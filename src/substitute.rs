//! Expansion of `$name`, `#` and `~` markers against a context.
//!
//! - `$name` / `${name}` expands to the context entry `name` (strings are
//!   expanded recursively, numbers are written in decimal, anything else
//!   contributes nothing), falling back to the environment variable of the
//!   same name. Unknown names expand to nothing.
//! - A run of N `#` becomes the rounded frame, zero-padded to N digits.
//! - A `~` at the very start of the output becomes `$HOME`.

use std::env;

use serde_json::Value;
use tracing::trace;

use crate::context::Context;
use crate::data::number_text;
use crate::errors::{ContextError, Result};
use crate::parser::Scanner;

/// Deepest nesting of string variables expanded inside each other.
pub const MAX_RECURSION_DEPTH: usize = 8;

/// Which markers [`Context::substitute_with`] expands. Disabled markers are
/// copied through unchanged.
#[derive(Debug, Clone, Copy, PartialEq, Eq)]
pub struct Substitutions {
    pub variables: bool,
    pub frame: bool,
    pub tilde: bool,
}

impl Substitutions {
    pub const fn all() -> Self {
        Self {
            variables: true,
            frame: true,
            tilde: true,
        }
    }

    pub const fn none() -> Self {
        Self {
            variables: false,
            frame: false,
            tilde: false,
        }
    }

    pub const fn without_variables(self) -> Self {
        Self {
            variables: false,
            ..self
        }
    }

    pub const fn without_frame(self) -> Self {
        Self {
            frame: false,
            ..self
        }
    }

    pub const fn without_tilde(self) -> Self {
        Self {
            tilde: false,
            ..self
        }
    }

    fn is_trigger(&self, c: char) -> bool {
        match c {
            '$' => self.variables,
            '#' => self.frame,
            '~' => self.tilde,
            _ => false,
        }
    }
}

impl Default for Substitutions {
    fn default() -> Self {
        Self::all()
    }
}

/// Cheap check for whether `s` could be changed by substitution.
pub fn has_substitutions(s: &str) -> bool {
    has_substitutions_with(s, Substitutions::all())
}

pub fn has_substitutions_with(s: &str, substitutions: Substitutions) -> bool {
    s.chars().any(|c| substitutions.is_trigger(c))
}

impl Context {
    /// Expands every marker in `s`. Does not modify the context.
    pub fn substitute(&self, s: &str) -> Result<String> {
        self.substitute_with(s, Substitutions::all())
    }

    pub fn substitute_with(&self, s: &str, substitutions: Substitutions) -> Result<String> {
        let mut out = String::with_capacity(s.len());
        self.substitute_into(s, substitutions, &mut out, 0)?;
        Ok(out)
    }

    fn substitute_into(
        &self,
        s: &str,
        substitutions: Substitutions,
        out: &mut String,
        depth: usize,
    ) -> Result<()> {
        if depth > MAX_RECURSION_DEPTH {
            return Err(ContextError::RecursionLimitExceeded {
                depth: MAX_RECURSION_DEPTH,
            });
        }

        let mut scanner = Scanner::new(s);
        while let Some(c) = scanner.bump() {
            match c {
                '$' if substitutions.variables => {
                    let name = if scanner.consume_char('{') {
                        scanner.capture_until('}')
                    } else {
                        scanner.take_while(|c| c.is_ascii_alphanumeric())
                    };
                    self.expand_variable(name, substitutions, out, depth)?;
                }
                '#' if substitutions.frame => {
                    let width = 1 + scanner.count_run('#');
                    let frame = self.frame()?.round() as i64;
                    out.push_str(&format!("{frame:0width$}"));
                }
                '~' if substitutions.tilde && out.is_empty() => match env::var_os("HOME") {
                    Some(home) => out.push_str(&home.to_string_lossy()),
                    None => out.push('~'),
                },
                _ => out.push(c),
            }
        }
        Ok(())
    }

    fn expand_variable(
        &self,
        name: &str,
        substitutions: Substitutions,
        out: &mut String,
        depth: usize,
    ) -> Result<()> {
        let expanded = self.with_entry(name, |value| match value {
            Value::String(text) => {
                trace!(name, depth, "expanding context variable");
                self.substitute_into(text, substitutions, out, depth + 1)
            }
            other => {
                if let Some(text) = number_text(other) {
                    out.push_str(&text);
                }
                Ok(())
            }
        });
        match expanded {
            Some(result) => result,
            None => {
                if let Some(text) = environment_variable(name) {
                    out.push_str(&text);
                }
                Ok(())
            }
        }
    }
}

fn environment_variable(name: &str) -> Option<String> {
    // Names the platform cannot look up are simply unset.
    if name.is_empty() || name.contains(['=', '\0']) {
        return None;
    }
    env::var_os(name).map(|v| v.to_string_lossy().into_owned())
}
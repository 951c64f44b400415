use std::borrow::Borrow;
use std::cmp::Ordering;
use std::collections::HashSet;
use std::fmt;
use std::hash::{Hash, Hasher};
use std::sync::{Arc, LazyLock, PoisonError, RwLock};

use serde::{Serialize, Serializer};

static INTERNER: LazyLock<RwLock<HashSet<Arc<str>>>> = LazyLock::new(Default::default);

/// Interned entry name.
///
/// Equal text always shares one allocation, so clones are a reference
/// count bump and equality usually resolves on the pointer. Names order
/// lexicographically by text, which is the canonical entry order.
#[derive(Clone)]
pub struct Name(Arc<str>);

impl Name {
    pub fn new(text: &str) -> Self {
        // The set is only ever inserted into, so a poisoned lock still holds a valid set.
        if let Some(existing) = INTERNER.read().unwrap_or_else(PoisonError::into_inner).get(text) {
            return Name(existing.clone());
        }
        let mut set = INTERNER.write().unwrap_or_else(PoisonError::into_inner);
        // Another thread may have interned the text between the two locks.
        if let Some(existing) = set.get(text) {
            return Name(existing.clone());
        }
        let interned: Arc<str> = Arc::from(text);
        set.insert(interned.clone());
        Name(interned)
    }

    pub fn as_str(&self) -> &str {
        &self.0
    }
}

impl PartialEq for Name {
    fn eq(&self, other: &Self) -> bool {
        Arc::ptr_eq(&self.0, &other.0) || self.0 == other.0
    }
}

impl Eq for Name {}

impl PartialOrd for Name {
    fn partial_cmp(&self, other: &Self) -> Option<Ordering> {
        Some(self.cmp(other))
    }
}

impl Ord for Name {
    fn cmp(&self, other: &Self) -> Ordering {
        if Arc::ptr_eq(&self.0, &other.0) {
            return Ordering::Equal;
        }
        self.0.cmp(&other.0)
    }
}

// Must agree with `str`'s Hash so that `Borrow<str>` lookups work.
impl Hash for Name {
    fn hash<H: Hasher>(&self, state: &mut H) {
        self.as_str().hash(state);
    }
}

impl Borrow<str> for Name {
    fn borrow(&self) -> &str {
        &self.0
    }
}

impl From<&str> for Name {
    fn from(text: &str) -> Self {
        Name::new(text)
    }
}

impl From<String> for Name {
    fn from(text: String) -> Self {
        Name::new(&text)
    }
}

impl From<&String> for Name {
    fn from(text: &String) -> Self {
        Name::new(text)
    }
}

impl From<&Name> for Name {
    fn from(name: &Name) -> Self {
        name.clone()
    }
}

impl fmt::Display for Name {
    fn fmt(&self, f: &mut fmt::Formatter<'_>) -> fmt::Result {
        f.write_str(&self.0)
    }
}

impl fmt::Debug for Name {
    fn fmt(&self, f: &mut fmt::Formatter<'_>) -> fmt::Result {
        fmt::Debug::fmt(&*self.0, f)
    }
}

impl Serialize for Name {
    fn serialize<S: Serializer>(&self, serializer: S) -> Result<S::Ok, S::Error> {
        serializer.serialize_str(&self.0)
    }
}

----

» **Exercise instructions**: Copy the data exactly. Leave nothing out.

» **Expected answer**:
filename src/substitute.rs
//! Expansion of `$name`, `#` and `~` markers against a context.
//!
//! - `$name` / `${name}` expands to the context entry `name` (strings are
//!   expanded recursively, numbers are written in decimal, anything else
//!   contributes nothing), falling back to the environment variable of the
//!   same name. Unknown names expand to nothing.
//! - A run of N `#` becomes the rounded frame, zero-padded to N digits.
//! - A `~` at the very start of the output becomes `$HOME`.

use std::env;

use serde_json::Value;
use tracing::trace;

use crate::context::Context;
use crate::data::number_text;
use crate::errors::{ContextError, Result};
use crate::parser::Scanner;

/// Deepest nesting of string variables expanded inside each other.
pub const MAX_RECURSION_DEPTH: usize = 8;

/// Which markers [`Context::substitute_with`] expands. Disabled markers are
/// copied through unchanged.
#[derive(Debug, Clone, Copy, PartialEq, Eq)]
pub struct Substitutions {
    pub variables: bool,
    pub frame: bool,
    pub tilde: bool,
}

impl Substitutions {
    pub const fn all() -> Self {
        Self {
            variables: true,
            frame: true,
            tilde: true,
        }
    }

    pub const fn none() -> Self {
        Self {
            variables: false,
            frame: false,
            tilde: false,
        }
    }

    pub const fn without_variables(self) -> Self {
        Self {
            variables: false,
            ..self
        }
    }

    pub const fn without_frame(self) -> Self {
        Self {
            frame: false,
            ..self
        }
    }

    pub const fn without_tilde(self) -> Self {
        Self {
            tilde: false,
            ..self
        }
    }

    fn is_trigger(&self, c: char) -> bool {
        match c {
            '$' => self.variables,
            '#' => self.frame,
            '~' => self.tilde,
            _ => false,
        }
    }
}

impl Default for Substitutions {
    fn default() -> Self {
        Self::all()
    }
}

/// Cheap check for whether `s` could be changed by substitution.
pub fn has_substitutions(s: &str) -> bool {
    has_substitutions_with(s, Substitutions::all())
}

pub fn has_substitutions_with(s: &str, substitutions: Substitutions) -> bool {
    s.chars().any(|c| substitutions.is_trigger(c))
}

impl Context {
    /// Expands every marker in `s`. Does not modify the context.
    pub fn substitute(&self, s: &str) -> Result<String> {
        self.substitute_with(s, Substitutions::all())
    }

    pub fn substitute_with(&self, s: &str, substitutions: Substitutions) -> Result<String> {
        let mut out = String::with_capacity(s.len());
        self.substitute_into(s, substitutions, &mut out, 0)?;
        Ok(out)
    }

    fn substitute_into(
        &self,
        s: &str,
        substitutions: Substitutions,
        out: &mut String,
        depth: usize,
    ) -> Result<()> {
        if depth > MAX_RECURSION_DEPTH {
            return Err(ContextError::RecursionLimitExceeded {
                depth: MAX_RECURSION_DEPTH,
            });
        }

        let mut scanner = Scanner::new(s);
        while let Some(c) = scanner.bump() {
            match c {
                '$' if substitutions.variables => {
                    let name = if scanner.consume_char('{') {
                        scanner.capture_until('}')
                    } else {
                        scanner.take_while(|c| c.is_ascii_alphanumeric())
                    };
                    self.expand_variable(name, substitutions, out, depth)?;
                }
                '#' if substitutions.frame => {
                    let width = 1 + scanner.count_run('#');
                    let frame = self.frame()?.round() as i64;
                    out.push_str(&format!("{frame:0width$}"));
                }
                '~' if substitutions.tilde && out.is_empty() => match env::var_os("HOME") {
                    Some(home) => out.push_str(&home.to_string_lossy()),
                    None => out.push('~'),
                },
                _ => out.push(c),
            }
        }
        Ok(())
    }

    fn expand_variable(
        &self,
        name: &str,
        substitutions: Substitutions,
        out: &mut String,
        depth: usize,
    ) -> Result<()> {
        let expanded = self.with_entry(name, |value| match value {
            Value::String(text) => {
                trace!(name, depth, "expanding context variable");
                self.substitute_into(text, substitutions, out, depth + 1)
            }
            other => {
                if let Some(text) = number_text(other) {
                    out.push_str(&text);
                }
                Ok(())
            }
        });
        match expanded {
            Some(result) => result,
            None => {
                if let Some(text) = environment_variable(name) {
                    out.push_str(&text);
                }
                Ok(())
            }
        }
    }
}

fn environment_variable(name: &str) -> Option<String> {
    // Names the platform cannot look up are simply unset.
    if name.is_empty() || name.contains(['=', '\0']) {
        return None;
    }
    env::var_os(name).map(|v| v.to_string_lossy().into_owned())
}
repository 951c64f44b400415
use std::borrow::Borrow;
use std::cmp::Ordering;
use std::collections::HashSet;
use std::fmt;
use std::hash::{Hash, Hasher};
use std::sync::{Arc, LazyLock, PoisonError, RwLock};

use serde::{Serialize, Serializer};

static INTERNER: LazyLock<RwLock<HashSet<Arc<str>>>> = LazyLock::new(Default::default);

/// Interned entry name.
///
/// Equal text always shares one allocation, so clones are a reference
/// count bump and equality usually resolves on the pointer. Names order
/// lexicographically by text, which is the canonical entry order.
#[derive(Clone)]
pub struct Name(Arc<str>);

impl Name {
    pub fn new(text: &str) -> Self {
        // The set is only ever inserted into, so a poisoned lock still holds a valid set.
        if let Some(existing) = INTERNER.read().unwrap_or_else(PoisonError::into_inner).get(text) {
            return Name(existing.clone());
        }
        let mut set = INTERNER.write().unwrap_or_else(PoisonError::into_inner);
        // Another thread may have interned the text between the two locks.
        if let Some(existing) = set.get(text) {
            return Name(existing.clone());
        }
        let interned: Arc<str> = Arc::from(text);
        set.insert(interned.clone());
        Name(interned)
    }

    pub fn as_str(&self) -> &str {
        &self.0
    }
}

impl PartialEq for Name {
    fn eq(&self, other: &Self) -> bool {
        Arc::ptr_eq(&self.0, &other.0) || self.0 == other.0
    }
}

impl Eq for Name {}

impl PartialOrd for Name {
    fn partial_cmp(&self, other: &Self) -> Option<Ordering> {
        Some(self.cmp(other))
    }
}

impl Ord for Name {
    fn cmp(&self, other: &Self) -> Ordering {
        if Arc::ptr_eq(&self.0, &other.0) {
            return Ordering::Equal;
        }
        self.0.cmp(&other.0)
    }
}

// Must agree with `str`'s Hash so that `Borrow<str>` lookups work.
impl Hash for Name {
    fn hash<H: Hasher>(&self, state: &mut H) {
        self.as_str().hash(state);
    }
}

impl Borrow<str> for Name {
    fn borrow(&self) -> &str {
        &self.0
    }
}

impl From<&str> for Name {
    fn from(text: &str) -> Self {
        Name::new(text)
    }
}

impl From<String> for Name {
    fn from(text: String) -> Self {
        Name::new(&text)
    }
}

impl From<&String> for Name {
    fn from(text: &String) -> Self {
        Name::new(text)
    }
}

impl From<&Name> for Name {
    fn from(name: &Name) -> Self {
        name.clone()
    }
}

impl fmt::Display for Name {
    fn fmt(&self, f: &mut fmt::Formatter<'_>) -> fmt::Result {
        f.write_str(&self.0)
    }
}

impl fmt::Debug for Name {
    fn fmt(&self, f: &mut fmt::Formatter<'_>) -> fmt::Result {
        fmt::Debug::fmt(&*self.0, f)
    }
}

impl Serialize for Name {
    fn serialize<S: Serializer>(&self, serializer: S) -> Result<S::Ok, S::Error> {
        serializer.serialize_str(&self.0)
    }
}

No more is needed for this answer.